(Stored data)
-*-*-

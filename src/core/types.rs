use std::fmt;
use std::sync::Arc;

use indexmap::IndexMap;
use ordered_float::OrderedFloat;
use serde::{Deserialize, Serialize};

/// One field value inside a [`Record`].
///
/// Nested arrays and objects are carried along untouched so records can hold
/// fields the chart never reads.
#[derive(Debug, Clone, PartialEq, Serialize, Deserialize)]
#[serde(untagged)]
pub enum Datum {
    Null,
    Bool(bool),
    Number(f64),
    Text(String),
    List(Vec<Datum>),
    Map(IndexMap<String, Datum>),
}

impl Datum {
    /// Returns the finite numeric value, if any.
    #[must_use]
    pub fn as_f64(&self) -> Option<f64> {
        match self {
            Self::Number(value) if value.is_finite() => Some(*value),
            _ => None,
        }
    }

    #[must_use]
    pub fn as_str(&self) -> Option<&str> {
        match self {
            Self::Text(text) => Some(text),
            _ => None,
        }
    }

    /// Hashable identity used for categorical placement.
    #[must_use]
    pub fn key(&self) -> DatumKey {
        match self {
            Self::Null => DatumKey::Null,
            Self::Bool(value) => DatumKey::Bool(*value),
            Self::Number(value) => DatumKey::Number(OrderedFloat(*value)),
            Self::Text(text) => DatumKey::Text(text.clone()),
            Self::List(items) => DatumKey::List(items.iter().map(Self::key).collect()),
            Self::Map(entries) => DatumKey::Map(
                entries
                    .iter()
                    .map(|(field, value)| (field.clone(), value.key()))
                    .collect(),
            ),
        }
    }
}

impl fmt::Display for Datum {
    fn fmt(&self, f: &mut fmt::Formatter<'_>) -> fmt::Result {
        match self {
            Self::Null => f.write_str("null"),
            Self::Bool(value) => write!(f, "{value}"),
            Self::Number(value) => write!(f, "{value}"),
            Self::Text(text) => f.write_str(text),
            Self::List(items) => {
                for (index, item) in items.iter().enumerate() {
                    if index > 0 {
                        f.write_str(",")?;
                    }
                    write!(f, "{item}")?;
                }
                Ok(())
            }
            Self::Map(entries) => {
                f.write_str("{")?;
                for (index, (field, value)) in entries.iter().enumerate() {
                    if index > 0 {
                        f.write_str(", ")?;
                    }
                    write!(f, "{field}: {value}")?;
                }
                f.write_str("}")
            }
        }
    }
}

impl From<&str> for Datum {
    fn from(value: &str) -> Self {
        Self::Text(value.to_owned())
    }
}

impl From<String> for Datum {
    fn from(value: String) -> Self {
        Self::Text(value)
    }
}

impl From<f64> for Datum {
    fn from(value: f64) -> Self {
        Self::Number(value)
    }
}

impl From<i32> for Datum {
    fn from(value: i32) -> Self {
        Self::Number(f64::from(value))
    }
}

impl From<bool> for Datum {
    fn from(value: bool) -> Self {
        Self::Bool(value)
    }
}

/// Equality/hash identity of a [`Datum`].
///
/// Numbers compare by total order so `NaN` labels still land in one band.
/// Objects keep their field order, so `{a, b}` and `{b, a}` are distinct.
#[derive(Debug, Clone, PartialEq, Eq, Hash, PartialOrd, Ord)]
pub enum DatumKey {
    Null,
    Bool(bool),
    Number(OrderedFloat<f64>),
    Text(String),
    List(Vec<DatumKey>),
    Map(Vec<(String, DatumKey)>),
}

impl DatumKey {
    #[must_use]
    pub fn to_datum(&self) -> Datum {
        match self {
            Self::Null => Datum::Null,
            Self::Bool(value) => Datum::Bool(*value),
            Self::Number(value) => Datum::Number(value.into_inner()),
            Self::Text(text) => Datum::Text(text.clone()),
            Self::List(items) => Datum::List(items.iter().map(Self::to_datum).collect()),
            Self::Map(entries) => Datum::Map(
                entries
                    .iter()
                    .map(|(field, value)| (field.clone(), value.to_datum()))
                    .collect(),
            ),
        }
    }
}

/// Associative record bound to one bar.
///
/// Field order is preserved for deterministic snapshots.
#[derive(Debug, Clone, Default, PartialEq, Serialize, Deserialize)]
#[serde(transparent)]
pub struct Record {
    fields: IndexMap<String, Datum>,
}

impl Record {
    #[must_use]
    pub fn new() -> Self {
        Self::default()
    }

    #[must_use]
    pub fn with(mut self, field: impl Into<String>, value: impl Into<Datum>) -> Self {
        self.insert(field, value);
        self
    }

    pub fn insert(&mut self, field: impl Into<String>, value: impl Into<Datum>) {
        self.fields.insert(field.into(), value.into());
    }

    #[must_use]
    pub fn get(&self, field: &str) -> Option<&Datum> {
        self.fields.get(field)
    }

    /// Returns the label identity of `field`; a missing field reads as `Null`.
    #[must_use]
    pub fn label_key(&self, field: &str) -> DatumKey {
        self.get(field).map_or(DatumKey::Null, Datum::key)
    }

    /// Returns the finite metric value of `field`.
    #[must_use]
    pub fn metric(&self, field: &str) -> Option<f64> {
        self.get(field).and_then(Datum::as_f64)
    }

    #[must_use]
    pub fn fields(&self) -> &IndexMap<String, Datum> {
        &self.fields
    }
}

/// Shared, immutable record sequence.
///
/// Datasets are replaced wholesale; hosts detect changes with [`same_dataset`].
pub type Dataset = Arc<[Record]>;

/// Builds a dataset from owned records.
#[must_use]
pub fn dataset(records: Vec<Record>) -> Dataset {
    Arc::from(records)
}

/// Reference identity of two datasets.
#[must_use]
pub fn same_dataset(left: &Dataset, right: &Dataset) -> bool {
    Arc::ptr_eq(left, right)
}

/// Inset distances around the plotting area, in pixels.
#[derive(Debug, Clone, Copy, PartialEq, Serialize, Deserialize)]
pub struct Margins {
    pub top: f64,
    pub right: f64,
    pub bottom: f64,
    pub left: f64,
}

impl Default for Margins {
    fn default() -> Self {
        Self {
            top: 10.0,
            right: 10.0,
            bottom: 25.0,
            left: 50.0,
        }
    }
}

impl Margins {
    #[must_use]
    pub const fn new(top: f64, right: f64, bottom: f64, left: f64) -> Self {
        Self {
            top,
            right,
            bottom,
            left,
        }
    }

    /// Merges the sides present in `patch`.
    ///
    /// Non-finite or negative sides are skipped and reported back by name.
    pub fn merge(&mut self, patch: MarginsPatch) -> Vec<&'static str> {
        let mut rejected = Vec::new();
        for (name, side, value) in [
            ("top", &mut self.top, patch.top),
            ("right", &mut self.right, patch.right),
            ("bottom", &mut self.bottom, patch.bottom),
            ("left", &mut self.left, patch.left),
        ] {
            let Some(value) = value else {
                continue;
            };
            if value.is_finite() && value >= 0.0 {
                *side = value;
            } else {
                rejected.push(name);
            }
        }
        rejected
    }
}

/// Partial margins; absent sides keep their current value.
#[derive(Debug, Clone, Copy, Default, PartialEq, Serialize, Deserialize)]
pub struct MarginsPatch {
    #[serde(default)]
    pub top: Option<f64>,
    #[serde(default)]
    pub right: Option<f64>,
    #[serde(default)]
    pub bottom: Option<f64>,
    #[serde(default)]
    pub left: Option<f64>,
}

impl MarginsPatch {
    #[must_use]
    pub fn top(mut self, value: f64) -> Self {
        self.top = Some(value);
        self
    }

    #[must_use]
    pub fn right(mut self, value: f64) -> Self {
        self.right = Some(value);
        self
    }

    #[must_use]
    pub fn bottom(mut self, value: f64) -> Self {
        self.bottom = Some(value);
        self
    }

    #[must_use]
    pub fn left(mut self, value: f64) -> Self {
        self.left = Some(value);
        self
    }
}

impl From<Margins> for MarginsPatch {
    fn from(margins: Margins) -> Self {
        Self {
            top: Some(margins.top),
            right: Some(margins.right),
            bottom: Some(margins.bottom),
            left: Some(margins.left),
        }
    }
}
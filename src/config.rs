/// Configuration and constants for the toolkit demo

use crate::terminal::HighlightColor;
use serde::{Deserialize, Serialize};
use std::fs;
use std::path::PathBuf;

/// Title printed above the demo menu
pub const APP_TITLE: &str = "Console Kit Demonstration";

/// Retry message used when no more specific one applies
pub const DEFAULT_RETRY_MESSAGE: &str = "Please retry";

const DEFAULT_TABLE_WIDTH: usize = 50;
const DEFAULT_TABLE_INDENT: usize = 2;
const DEFAULT_LOG_FILTER: &str = "warn";

/// User configuration loaded from ~/.config/consolekit/config.toml
#[derive(Debug, Clone, PartialEq, Serialize, Deserialize)]
pub struct Config {
    /// Color of the highlighted menu entry
    #[serde(default)]
    pub highlight_color: HighlightColor,

    /// Total width of rendered tables, in characters
    #[serde(default = "default_table_width")]
    pub table_width: usize,

    /// Left margin of rendered tables, in units of two spaces
    #[serde(default = "default_table_indent")]
    pub table_indent: usize,

    /// tracing filter directive; RUST_LOG takes precedence
    #[serde(default = "default_log_filter")]
    pub log_filter: String,
}

impl Default for Config {
    fn default() -> Self {
        Self {
            highlight_color: HighlightColor::default(),
            table_width: default_table_width(),
            table_indent: default_table_indent(),
            log_filter: default_log_filter(),
        }
    }
}

impl Config {
    /// Get the path to the config file
    pub fn config_path() -> Option<PathBuf> {
        std::env::var("HOME")
            .ok()
            .map(|home| PathBuf::from(home).join(".config/consolekit/config.toml"))
    }

    pub fn from_toml_str(content: &str) -> Result<Self, toml::de::Error> {
        toml::from_str(content)
    }

    /// Load configuration from ~/.config/consolekit/config.toml
    /// Falls back to defaults if the file doesn't exist or can't be parsed
    pub fn load() -> Self {
        if let Some(config_path) = Self::config_path() {
            if let Ok(content) = fs::read_to_string(&config_path) {
                match Self::from_toml_str(&content) {
                    Ok(config) => return config,
                    Err(e) => {
                        eprintln!("⚠ Failed to parse config file {}: {}", config_path.display(), e);
                        eprintln!("  Using default configuration");
                    }
                }
            }
        }

        Self::default()
    }
}

fn default_table_width() -> usize {
    DEFAULT_TABLE_WIDTH
}

fn default_table_indent() -> usize {
    DEFAULT_TABLE_INDENT
}

fn default_log_filter() -> String {
    DEFAULT_LOG_FILTER.to_string()
}
//! Terminal building blocks for small console programs: a keyboard-driven
//! selection menu, a fixed-width table printer and a validating input prompt.

pub mod config;
pub mod error;
pub mod logging;
pub mod menu;
pub mod table;
pub mod terminal;
pub mod validator;

pub use error::{KitError, Result};
pub use menu::Menu;
pub use table::{Table, TableRecord};
pub use terminal::{ConsoleTerminal, HighlightColor, KeyPress, MemoryTerminal, Terminal};
pub use validator::{get_input, read_input, InputValue};
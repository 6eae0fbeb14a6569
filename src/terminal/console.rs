/// Crossterm-backed terminal

use super::{is_interrupt, HighlightColor, KeyPress, Terminal};
use crossterm::{
    cursor,
    event::{self, Event},
    execute, queue,
    style::{Print, ResetColor, SetForegroundColor},
    terminal::{self, ClearType},
};
use std::io::{self, BufRead, Stdout, Write};
use tracing::trace;

pub struct ConsoleTerminal {
    stdout: Stdout,
}

impl ConsoleTerminal {
    pub fn new() -> Self {
        ConsoleTerminal {
            stdout: io::stdout(),
        }
    }

    /// Wait for the next key press. Raw mode is held only for the duration of the read.
    fn next_key_press() -> io::Result<KeyPress> {
        loop {
            if let Event::Key(key_event) = event::read()? {
                if is_interrupt(&key_event) {
                    return Err(io::Error::new(io::ErrorKind::Interrupted, "interrupted by Ctrl-C"));
                }

                if let Some(key) = KeyPress::from_event(key_event) {
                    trace!(?key_event, ?key, "key press");
                    return Ok(key);
                }
            }
        }
    }
}

impl Default for ConsoleTerminal {
    fn default() -> Self {
        Self::new()
    }
}

impl Terminal for ConsoleTerminal {
    fn write(&mut self, text: &str) -> io::Result<()> {
        queue!(self.stdout, Print(text))?;
        self.stdout.flush()
    }

    fn write_line(&mut self, text: &str) -> io::Result<()> {
        queue!(self.stdout, Print(text), Print("\n"))?;
        self.stdout.flush()
    }

    fn read_line(&mut self) -> io::Result<String> {
        self.stdout.flush()?;

        let mut line = String::new();
        if io::stdin().lock().read_line(&mut line)? == 0 {
            return Err(io::Error::new(
                io::ErrorKind::UnexpectedEof,
                "standard input closed while waiting for a line",
            ));
        }

        let trimmed_len = line.trim_end_matches(['\r', '\n']).len();
        line.truncate(trimmed_len);
        Ok(line)
    }

    fn read_key(&mut self) -> io::Result<KeyPress> {
        self.stdout.flush()?;

        terminal::enable_raw_mode()?;
        let result = Self::next_key_press();
        terminal::disable_raw_mode()?;

        result
    }

    fn set_foreground_color(&mut self, color: HighlightColor) -> io::Result<()> {
        queue!(self.stdout, SetForegroundColor(color.into()))
    }

    fn reset_color(&mut self) -> io::Result<()> {
        queue!(self.stdout, ResetColor)
    }

    fn clear_screen(&mut self) -> io::Result<()> {
        execute!(self.stdout, terminal::Clear(ClearType::All))?;
        execute!(self.stdout, cursor::MoveTo(0, 0))?;
        Ok(())
    }
}
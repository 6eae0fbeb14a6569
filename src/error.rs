/// Error types shared by the toolkit components

use std::io;
use thiserror::Error;

#[derive(Error, Debug)]
pub enum KitError {
    /// A component was constructed or invoked with arguments it can never render
    #[error("Invalid configuration: {0}")]
    InvalidConfiguration(String),

    /// A table row with no cells
    #[error("Cannot print a row with no cells")]
    EmptyRow,

    #[error("Terminal I/O failed: {0}")]
    Io(#[from] io::Error),
}

impl KitError {
    pub fn invalid_config(message: impl Into<String>) -> Self {
        KitError::InvalidConfiguration(message.into())
    }
}

pub type Result<T> = std::result::Result<T, KitError>;
use consolekit::config::{self, Config};
use consolekit::{
    get_input, logging, ConsoleTerminal, KitError, Menu, Table, TableRecord, Terminal,
};
use crossterm::{execute, terminal::SetTitle, tty::IsTty};
use std::io;
use tracing::{debug, info};

const MENU_OPTIONS: &[&str] = &["Create new user", "Search users", "View all users", "Exit"];

#[derive(Debug, Clone)]
struct User {
    name: String,
    surname: String,
    age: u32,
}

impl TableRecord for User {
    fn columns() -> Vec<&'static str> {
        vec!["Name", "Surname", "Age"]
    }

    fn cells(&self) -> Vec<String> {
        vec![self.name.clone(), self.surname.clone(), self.age.to_string()]
    }
}

struct App {
    term: ConsoleTerminal,
    menu: Menu,
    table: Table,
    users: Vec<User>,
}

impl App {
    fn new(config: &Config) -> consolekit::Result<Self> {
        Ok(App {
            term: ConsoleTerminal::new(),
            menu: Menu::new(MENU_OPTIONS.iter().copied(), config.highlight_color)?
                .with_banner(config::APP_TITLE),
            table: Table::new(config.table_width, config.table_indent)?,
            users: Vec::new(),
        })
    }

    fn run(&mut self) -> consolekit::Result<()> {
        if !io::stdin().is_tty() {
            return Err(KitError::Io(io::Error::new(
                io::ErrorKind::Unsupported,
                "the demo needs an interactive terminal",
            )));
        }

        execute!(io::stdout(), SetTitle(config::APP_TITLE))?;
        self.term.clear_screen()?;

        loop {
            match self.menu.await_input(&mut self.term, 0)? {
                0 => self.create_user()?,
                1 => self.search_user()?,
                2 => self.view_users()?,
                _ => break,
            }
        }

        info!(users = self.users.len(), "demo finished");
        Ok(())
    }

    fn create_user(&mut self) -> consolekit::Result<()> {
        let full_name: String = get_input(
            &mut self.term,
            "Enter a first and last name",
            config::DEFAULT_RETRY_MESSAGE,
            |name: &String| name.split_whitespace().count() == 2,
        )?;
        let age: u32 = get_input(
            &mut self.term,
            "Enter age",
            "Input must be a number over 13",
            |age| *age > 13,
        )?;

        let mut names = full_name.split_whitespace().map(str::to_string);
        let user = User {
            name: names.next().unwrap_or_default(),
            surname: names.next().unwrap_or_default(),
            age,
        };
        self.users.push(user);

        self.interstitial("User successfully added")
    }

    fn search_user(&mut self) -> consolekit::Result<()> {
        let name: String = get_input(
            &mut self.term,
            "Enter a first name to search by",
            config::DEFAULT_RETRY_MESSAGE,
            |name: &String| !name.trim().is_empty(),
        )?;

        match self.users.iter().find(|u| u.name == name.trim()) {
            Some(user) => {
                self.table.print_row(&mut self.term, &user.cells(), true)?;
                self.interstitial("Displaying user")
            }
            None => self.interstitial("User not found"),
        }
    }

    fn view_users(&mut self) -> consolekit::Result<()> {
        self.table.build_records(&mut self.term, &self.users)?;
        self.interstitial(&format!("{} found", self.users.len()))
    }

    fn interstitial(&mut self, message: &str) -> consolekit::Result<()> {
        self.term.write_line("")?;
        self.term
            .write_line(&format!("{}, press any key to return to the menu...", message))?;
        self.term.read_key()?;
        self.term.clear_screen()?;
        Ok(())
    }
}

fn main() -> consolekit::Result<()> {
    let config = Config::load();
    logging::init(&config.log_filter);
    debug!(?config, "configuration loaded");

    let mut app = App::new(&config)?;
    app.run().map_err(|e| {
        eprintln!("Error: {}", e);
        e
    })
}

-*-*-

(EXERCISE REQUIREMENTS): Within the data above, find the lines that contain the word "collect" and copy each of them.

(THE ANSWER):
            Self::List(items) => DatumKey::List(items.iter().map(Self::key).collect()),
                    .collect(),
            Self::List(items) => Datum::List(items.iter().map(Self::to_datum).collect()),
                    .collect(),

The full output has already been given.